Estimating life stage abundance based on restricted counts

For assessing abundance of nymphs and adult Ixodes ticks, it is sufficient to sample the head and the neck of roe deer. For best approximating larvae burden, additional tick counts on the front legs are required. However, larvae counts on the head offer the second best equation for extrapolating larvae burden (F = 72.3, DF = 1, 78, P ≪ 0.001, adjusted R 2 = 0.474):

$$ {\text{Larvae on entire roe deer}} = 2. 5 3 \left( { \pm 3. 1 8} \right) + 5. 7 4 \left( { \pm 0. 6 7} \right) \times {\text{larvae on head}} $$

It is thus reasonable to restrict tick counts to the head and the neck in order to estimate life stage specific tick burdens on roe deer.

Whenever possible, tick life stage/sex specific counts and models should be applied for estimating total tick burdens of roe deer.
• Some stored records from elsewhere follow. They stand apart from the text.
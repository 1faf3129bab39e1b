//! HTTP request handlers, one module per resource.

pub mod alunos;
pub mod notas;
pub mod professores;
pub mod reservas;
pub mod tarefas;
pub mod turmas;

use axum::{Json, http::StatusCode, response::IntoResponse};
use tracing::error;

use crate::domain::{AppError, ErrorDetail, ErrorResponse, StoreError};

impl IntoResponse for AppError {
    fn into_response(self) -> axum::response::Response {
        let (status, error_type) = match &self {
            AppError::Store(StoreError::NotFound(_)) => (StatusCode::NOT_FOUND, "not_found"),
            AppError::Store(StoreError::Poisoned(_)) => {
                (StatusCode::INTERNAL_SERVER_ERROR, "store_error")
            }
            AppError::Validation(_) => (StatusCode::BAD_REQUEST, "validation_error"),
            AppError::Reference(_) => (StatusCode::BAD_REQUEST, "invalid_reference"),
            AppError::Config(_) => (StatusCode::INTERNAL_SERVER_ERROR, "configuration_error"),
            AppError::Internal(_) => (StatusCode::INTERNAL_SERVER_ERROR, "internal_error"),
        };

        let message = self.to_string();
        if status.is_server_error() {
            error!(error_type, %message, "server error");
        }

        let body = Json(ErrorResponse {
            error: ErrorDetail {
                r#type: error_type.to_string(),
                message,
            },
        });

        (status, body).into_response()
    }
}
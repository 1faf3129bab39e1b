//! CRUD handlers for professors.

use axum::{
    Json,
    extract::{Path, State},
    http::StatusCode,
};
use tracing::info;
use validator::Validate;

use crate::api::extract::AppJson;
use crate::app::GerenciamentoState;
use crate::domain::{
    AppError, CreateProfessorRequest, EntityId, Professor, UpdateProfessorRequest,
};

pub async fn list(
    State(state): State<GerenciamentoState>,
) -> Result<Json<Vec<Professor>>, AppError> {
    Ok(Json(state.professores.list()?))
}

pub async fn get(
    State(state): State<GerenciamentoState>,
    Path(id): Path<EntityId>,
) -> Result<Json<Professor>, AppError> {
    let professor = state
        .professores
        .get(id)?
        .ok_or_else(|| AppError::not_found(id))?;
    Ok(Json(professor))
}

pub async fn create(
    State(state): State<GerenciamentoState>,
    AppJson(payload): AppJson<CreateProfessorRequest>,
) -> Result<(StatusCode, Json<Professor>), AppError> {
    payload.validate()?;
    let created = state.professores.insert(Professor::from(payload))?;
    info!(id = created.id, "professor created");
    Ok((StatusCode::CREATED, Json(created)))
}

pub async fn update(
    State(state): State<GerenciamentoState>,
    Path(id): Path<EntityId>,
    AppJson(patch): AppJson<UpdateProfessorRequest>,
) -> Result<Json<Professor>, AppError> {
    patch.validate()?;
    let updated = state.professores.update(id, |professor| professor.apply(patch))?;
    Ok(Json(updated))
}

pub async fn remove(
    State(state): State<GerenciamentoState>,
    Path(id): Path<EntityId>,
) -> Result<StatusCode, AppError> {
    state.professores.remove(id)?;
    info!(id, "professor removed");
    Ok(StatusCode::NO_CONTENT)
}
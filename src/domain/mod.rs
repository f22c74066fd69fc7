pub mod email;
pub mod form;
pub mod reader;
pub mod request_result;
use crate::{
    configuration::PipelineConfig,
    domain::{reader::rewrite_payload_with_type, request_result::RequestResult},
    services::{fetch_accepted_emails, submit, Transport, NO_EMAILS_MESSAGE},
};

/// Fetches the accepted emails, rewrites the captured payload and submits it.
/// A failing stage stops the run and nothing after it is sent.
pub async fn run<T: Transport + ?Sized>(transport: &T, config: &PipelineConfig) -> RequestResult {
    let emails = fetch_accepted_emails(
        transport,
        &config.source_url,
        &config.accepted_domain_suffix,
    )
    .await;

    if emails.is_empty() {
        log::warn!(
            "No emails were fetched from {}, check that it returns {{\"emails\": [...]}}",
            config.source_url
        );
        return RequestResult::failed(NO_EMAILS_MESSAGE);
    }

    let payload = match rewrite_payload_with_type(
        &config.captured_payload,
        &emails,
        &config.group_prefix,
        &config.reader_type,
    ) {
        Ok(payload) => payload,
        Err(e) => {
            log::error!("Could not rewrite the captured payload: {}", e);
            return RequestResult::failed(e.to_string());
        }
    };

    submit(
        transport,
        &config.destination_url,
        &config.headers,
        payload,
        &emails,
    )
    .await
}
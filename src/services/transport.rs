use std::collections::HashMap;

use async_trait::async_trait;
use reqwest::{
    header::{HeaderMap, HeaderName, HeaderValue},
    Client,
};

use crate::error::ReaderSyncError;

#[derive(Debug, Clone, PartialEq)]
pub struct HttpReply {
    pub status: u16,
    pub body: String,
}

/// Non-2xx statuses come back as replies, only transport failures are errors.
#[async_trait]
pub trait Transport {
    async fn get(&self, url: &str) -> Result<HttpReply, ReaderSyncError>;

    async fn post_form(
        &self,
        url: &str,
        headers: &HashMap<String, String>,
        body: String,
    ) -> Result<HttpReply, ReaderSyncError>;
}

pub struct HttpTransport {
    client: Client,
}

impl HttpTransport {
    pub fn new() -> Result<Self, ReaderSyncError> {
        let client = reqwest::Client::builder().cookie_store(true).build()?;

        Ok(HttpTransport { client })
    }
}

pub fn to_header_map(headers: &HashMap<String, String>) -> Result<HeaderMap, ReaderSyncError> {
    let mut map = HeaderMap::with_capacity(headers.len());

    for (name, value) in headers {
        let name = HeaderName::from_bytes(name.as_bytes())
            .map_err(|e| ReaderSyncError::Config(format!("header name '{}': {}", name, e)))?;
        let value = HeaderValue::from_str(value)
            .map_err(|e| ReaderSyncError::Config(format!("header value for '{}': {}", name, e)))?;
        if map.insert(name.clone(), value).is_some() {
            return Err(ReaderSyncError::Config(format!(
                "header '{}' is configured more than once",
                name
            )));
        }
    }

    Ok(map)
}

#[async_trait]
impl Transport for HttpTransport {
    async fn get(&self, url: &str) -> Result<HttpReply, ReaderSyncError> {
        let res = self.client.get(url).send().await?;
        let status = res.status().as_u16();
        let body = res.text().await?;

        Ok(HttpReply { status, body })
    }

    async fn post_form(
        &self,
        url: &str,
        headers: &HashMap<String, String>,
        body: String,
    ) -> Result<HttpReply, ReaderSyncError> {
        let res = self
            .client
            .post(url)
            .headers(to_header_map(headers)?)
            .body(body)
            .send()
            .await?;
        let status = res.status().as_u16();
        let body = res.text().await?;

        Ok(HttpReply { status, body })
    }
}
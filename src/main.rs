use env_logger::Env;
use readers::{configuration::get_configuration, services::HttpTransport, startup::run};

#[tokio::main]
async fn main() -> anyhow::Result<()> {
    env_logger::Builder::from_env(Env::default().default_filter_or("info")).init();

    let configuration = get_configuration()?.pipeline_config()?;
    let transport = HttpTransport::new()?;

    let result = run(&transport, &configuration).await;
    match result.success {
        true => log::info!("Readers successfully updated"),
        false => log::warn!(
            "Failed to update readers: {}",
            result.message.as_deref().unwrap_or("unknown error")
        ),
    }

    Ok(())
}
use thiserror::Error;

#[derive(Debug, Error, PartialEq)]
pub enum ReaderSyncError {
    #[error("Network error: {0}")]
    Network(String),
    #[error("Session rejected with status {status}, the cookies have likely expired")]
    Auth { status: u16 },
    #[error("Could not parse response: {0}")]
    Parse(String),
    #[error("Malformed form payload: {0}")]
    Format(String),
    #[error("Unexpected response shape: {0}")]
    Schema(String),
    #[error("Invalid configuration: {0}")]
    Config(String),
}

impl From<reqwest::Error> for ReaderSyncError {
    fn from(value: reqwest::Error) -> Self {
        ReaderSyncError::Network(value.to_string())
    }
}

impl From<serde_json::Error> for ReaderSyncError {
    fn from(value: serde_json::Error) -> Self {
        ReaderSyncError::Parse(value.to_string())
    }
}

impl From<config::ConfigError> for ReaderSyncError {
    fn from(value: config::ConfigError) -> Self {
        ReaderSyncError::Config(value.to_string())
    }
}

pub fn status_error(status: u16, body: &str) -> Option<ReaderSyncError> {
    match status {
        200..=299 => None,
        401 | 403 => Some(ReaderSyncError::Auth { status }),
        _ => Some(ReaderSyncError::Network(format!(
            "HTTP status {} with body: {}",
            status, body
        ))),
    }
}
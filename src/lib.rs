pub mod configuration;
pub mod domain;
pub mod error;
pub mod services;
pub mod startup;
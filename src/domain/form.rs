use percent_encoding::percent_decode_str;
use url::form_urlencoded;

use crate::error::ReaderSyncError;

#[derive(Debug, Clone, PartialEq, Eq)]
pub struct FormField {
    pub key: String,
    pub value: String,
}

impl FormField {
    pub fn new(key: impl Into<String>, value: impl Into<String>) -> Self {
        FormField {
            key: key.into(),
            value: value.into(),
        }
    }
}

/// Duplicate keys, blank values and empty keys are kept, a `%` without two
/// hex digits stays literal. Only escapes that decode to invalid UTF-8 fail.
pub fn decode_form(raw: &str) -> Result<Vec<FormField>, ReaderSyncError> {
    percent_decode_str(raw)
        .decode_utf8()
        .map_err(|e| ReaderSyncError::Format(format!("payload is not valid UTF-8: {}", e)))?;

    Ok(form_urlencoded::parse(raw.as_bytes())
        .map(|(key, value)| FormField::new(key, value))
        .collect())
}

pub fn encode_form(fields: &[FormField]) -> String {
    form_urlencoded::Serializer::new(String::new())
        .extend_pairs(fields.iter().map(|f| (f.key.as_str(), f.value.as_str())))
        .finish()
}
use std::collections::HashMap;

use crate::{
    domain::request_result::{RequestResult, ResponseData},
    error::status_error,
};

use super::Transport;

pub const FORM_CONTENT_TYPE: &str = "application/x-www-form-urlencoded; charset=UTF-8";
pub const NO_EMAILS_MESSAGE: &str = "No emails provided";

/// Posts the rewritten payload. An empty `emails` list short-circuits
/// without touching the network.
pub async fn submit<T: Transport + ?Sized>(
    transport: &T,
    url: &str,
    headers: &HashMap<String, String>,
    body: String,
    emails: &[String],
) -> RequestResult {
    if emails.is_empty() {
        return RequestResult::failed(NO_EMAILS_MESSAGE);
    }

    log::info!("Submitting payload with the following emails:");
    for email in emails {
        log::info!("- {}", email);
    }
    log::info!("Sending POST request to: {}", url);

    let headers = with_form_content_type(headers);
    let reply = match transport.post_form(url, &headers, body).await {
        Ok(reply) => reply,
        Err(e) => {
            log::error!("Request failed: {}", e);
            return RequestResult::failed(e.to_string());
        }
    };

    if let Some(e) = status_error(reply.status, &reply.body) {
        log::error!("Request failed: {}", e);
        return RequestResult::failed(e.to_string());
    }

    log::info!("Request successful with status code: {}", reply.status);
    let data = ResponseData::from_body(reply.body);
    match &data {
        ResponseData::Json(json) => log::info!("Response JSON: {}", json),
        ResponseData::Text(text) => log::info!("Response text (not JSON): {}", text),
    }

    RequestResult::succeeded(reply.status, data)
}

fn with_form_content_type(headers: &HashMap<String, String>) -> HashMap<String, String> {
    let mut headers = headers.clone();
    if !headers
        .keys()
        .any(|name| name.eq_ignore_ascii_case("content-type"))
    {
        headers.insert("Content-Type".to_string(), FORM_CONTENT_TYPE.to_string());
    }

    headers
}
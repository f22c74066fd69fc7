use crate::error::ReaderSyncError;

use super::form::{decode_form, encode_form, FormField};

pub const DEFAULT_READER_TYPE: &str = "google";

#[derive(Debug, Clone, PartialEq)]
pub struct ReaderEntry<'a> {
    pub index: usize,
    pub email: &'a str,
    pub reader_type: &'a str,
}

impl ReaderEntry<'_> {
    pub fn fields(&self, group_prefix: &str) -> [FormField; 3] {
        let key = |name: &str| format!("{}[{}][{}]", group_prefix, self.index, name);

        [
            FormField::new(key("email"), self.email),
            FormField::new(key("type"), self.reader_type),
            FormField::new(key("password"), ""),
        ]
    }
}

pub fn rewrite_fields(
    original: Vec<FormField>,
    emails: &[String],
    group_prefix: &str,
    reader_type: &str,
) -> Vec<FormField> {
    let mut fields: Vec<FormField> = original
        .into_iter()
        .filter(|field| !field.key.starts_with(group_prefix))
        .collect();

    fields.extend(emails.iter().enumerate().flat_map(|(index, email)| {
        ReaderEntry {
            index,
            email,
            reader_type,
        }
        .fields(group_prefix)
    }));

    fields
}

pub fn rewrite_payload(
    original: &str,
    emails: &[String],
    group_prefix: &str,
) -> Result<String, ReaderSyncError> {
    rewrite_payload_with_type(original, emails, group_prefix, DEFAULT_READER_TYPE)
}

pub fn rewrite_payload_with_type(
    original: &str,
    emails: &[String],
    group_prefix: &str,
    reader_type: &str,
) -> Result<String, ReaderSyncError> {
    let fields = decode_form(original)?;
    let original_count = fields.len();
    let fields = rewrite_fields(fields, emails, group_prefix, reader_type);

    log::debug!(
        "Rewrote payload: {} original fields, {} kept, {} reader groups added",
        original_count,
        fields.len() - emails.len() * 3,
        emails.len()
    );

    Ok(encode_form(&fields))
}
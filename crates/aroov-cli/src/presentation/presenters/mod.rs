mod calendar;
mod config;
mod destination;
mod profile;
mod share;

pub use calendar::{
    present_availability_added, present_availability_list, present_availability_removed,
};
pub use config::{present_config, present_config_set_url, present_guidance};
pub use destination::{
    destination_entry, present_destination_list, present_favourite_change, present_favourites,
};
pub use profile::{present_message, present_profile, present_universities};
pub use share::present_share;
use aroov_types::{
    AvailabilityRequest, CalendarEvent, DestinationId, DestinationPage, DestinationRecord,
    FavouriteRequest, Group, GroupId, GroupRecommendation, ListQuery, PasswordChange,
    ProfileUpdate, University, UserProfile,
};
use serde::Serialize;
use serde::de::DeserializeOwned;
use serde_json::Value;
use std::rc::Rc;

use crate::error::{GatewayError, Result};
use crate::gateway::{Gateway, Method};

/// Typed endpoints of the backend API.
///
/// Cloning is cheap; all clones share one gateway.
#[derive(Clone)]
pub struct Api {
    gateway: Rc<dyn Gateway>,
}

impl Api {
    pub fn new(gateway: Rc<dyn Gateway>) -> Self {
        Self { gateway }
    }

    // --- destinations ---

    pub async fn destinations(&self, query: &ListQuery) -> Result<DestinationPage> {
        self.get(&destinations_path(query)).await
    }

    // --- favourites ---

    pub async fn favourites(&self) -> Result<Vec<DestinationRecord>> {
        self.get("/api/user/favourites").await
    }

    pub async fn add_favourite(&self, id: &DestinationId) -> Result<()> {
        let body = FavouriteRequest {
            destination_id: id.clone(),
        };
        self.send(Method::Post, "/api/user/favourites", Some(to_body(&body)?))
            .await
    }

    pub async fn remove_favourite(&self, id: &DestinationId) -> Result<()> {
        let path = format!("/api/user/favourites/{}", encode_segment(id.as_str()));
        self.send(Method::Delete, &path, None).await
    }

    /// Add when `liked` is true, remove otherwise.
    pub async fn set_favourite(&self, id: &DestinationId, liked: bool) -> Result<()> {
        if liked {
            self.add_favourite(id).await
        } else {
            self.remove_favourite(id).await
        }
    }

    // --- user ---

    pub async fn me(&self) -> Result<UserProfile> {
        self.get("/api/user/me").await
    }

    pub async fn update_profile(&self, update: &ProfileUpdate) -> Result<()> {
        self.send(Method::Post, "/api/user/profile", Some(to_body(update)?))
            .await
    }

    pub async fn change_password(&self, change: &PasswordChange) -> Result<()> {
        self.send(Method::Post, "/api/user/password", Some(to_body(change)?))
            .await
    }

    pub async fn universities(&self) -> Result<Vec<University>> {
        self.get("/api/universities").await
    }

    // --- calendar ---

    pub async fn calendar(&self) -> Result<Vec<CalendarEvent>> {
        self.get("/api/user/calendar").await
    }

    pub async fn availability(&self) -> Result<Vec<CalendarEvent>> {
        self.get("/api/user/availability").await
    }

    pub async fn add_availability(&self, request: &AvailabilityRequest) -> Result<()> {
        self.send(Method::Post, "/api/user/availability", Some(to_body(request)?))
            .await
    }

    pub async fn remove_availability(&self, id: &str) -> Result<()> {
        let path = format!("/api/user/availability/{}", encode_segment(id));
        self.send(Method::Delete, &path, None).await
    }

    // --- groups ---

    pub async fn groups(&self) -> Result<Vec<Group>> {
        self.get("/api/user/groups").await
    }

    pub async fn recommend_to_group(&self, group_id: GroupId, id: &DestinationId) -> Result<()> {
        let body = GroupRecommendation {
            destination_id: id.clone(),
        };
        let path = format!("/api/groups/{}/recommend", group_id);
        self.send(Method::Post, &path, Some(to_body(&body)?)).await
    }

    async fn get<T: DeserializeOwned>(&self, path: &str) -> Result<T> {
        let value = self.gateway.request(Method::Get, path, None).await?;
        serde_json::from_value(value)
            .map_err(|e| GatewayError::Decode(format!("GET {}: {}", path, e)))
    }

    async fn send(&self, method: Method, path: &str, body: Option<Value>) -> Result<()> {
        self.gateway.request(method, path, body).await.map(|_| ())
    }
}

/// `/api/destinations?page=..` with empty filters left out.
pub fn destinations_path(query: &ListQuery) -> String {
    let params: Vec<String> = query
        .query_pairs()
        .into_iter()
        .map(|(key, value)| format!("{}={}", key, urlencoding::encode(&value)))
        .collect();
    format!("/api/destinations?{}", params.join("&"))
}

fn encode_segment(segment: &str) -> String {
    urlencoding::encode(segment).into_owned()
}

fn to_body<T: Serialize>(body: &T) -> Result<Value> {
    Ok(serde_json::to_value(body)?)
}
The model based on the combined tick count (Fig. 3) shows a rather large variance and the model’s intercept is associated with a large margin of error, thus questioning the reliability of this model.

The presented tick life stage or sex specific models show good fits and explain a large amount of the observed variance in tick parasitism and thus offer a robust basis for rapid tick abundance assessment.